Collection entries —
use std::sync::Arc;
use async_trait::async_trait;
use tokio_util::sync::CancellationToken;
use crate::downloader::strategies::cover_embeddable;
use crate::downloader::ytdlp::{MediaTool, ToolRequest};
use crate::downloader::{BackendId, CollectionInfo, DownloadOptions, FetchReport, FetchTarget, SourceBackend};
use crate::errors::Result;
use crate::search::host_matches;

const SOUNDCLOUD_DOMAINS: [&str; 1] = ["soundcloud.com"];

pub struct SoundCloudBackend {
    tool: Arc<dyn MediaTool>,
}

impl SoundCloudBackend {
    pub fn new(tool: Arc<dyn MediaTool>) -> Self {
        Self { tool }
    }

    /// Always extracts audio and transcodes to the requested format.
    pub fn tool_request(target: &FetchTarget, options: &DownloadOptions) -> ToolRequest {
        ToolRequest {
            target: target.query.clone(),
            destination: target.destination.clone(),
            format_selector: "bestaudio/best".to_string(),
            audio_format: Some(options.output_format),
            embed_thumbnail: options.embed_cover && cover_embeddable(options.output_format),
            add_metadata: true,
            allow_playlist: target.collection,
        }
    }
}

#[async_trait]
impl SourceBackend for SoundCloudBackend {
    fn id(&self) -> BackendId {
        BackendId::SoundCloud
    }

    fn can_handle(&self, query: &str) -> bool {
        host_matches(query, &SOUNDCLOUD_DOMAINS)
    }

    fn search_prefix(&self) -> Option<&'static str> {
        Some("scsearch")
    }

    fn is_available(&self) -> bool {
        self.tool.is_available()
    }

    async fn probe_collection(&self, query: &str, cancel: &CancellationToken) -> Result<Option<CollectionInfo>> {
        self.tool.probe_collection(query, cancel).await
    }

    async fn fetch(&self, target: &FetchTarget, options: &DownloadOptions, cancel: &CancellationToken) -> Result<FetchReport> {
        log::info!("🎧 [SOUNDCLOUD] Fetching: {}", target.query);
        self.tool.fetch(&Self::tool_request(target, options), cancel).await
    }
}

ASSIGNMENT — The response must hold only the lines above from the line with "use crate::downloader::strategies::cover_embeddable;" through the line with "pub struct SoundCloudBackend", each copied exactly, both ends kept.

OUTPUT FOR THIS EXERCISE —
use crate::downloader::strategies::cover_embeddable;
use crate::downloader::ytdlp::{MediaTool, ToolRequest};
use crate::downloader::{BackendId, CollectionInfo, DownloadOptions, FetchReport, FetchTarget, SourceBackend};
use crate::errors::Result;
use crate::search::host_matches;

const SOUNDCLOUD_DOMAINS: [&str; 1] = ["soundcloud.com"];

pub struct SoundCloudBackend {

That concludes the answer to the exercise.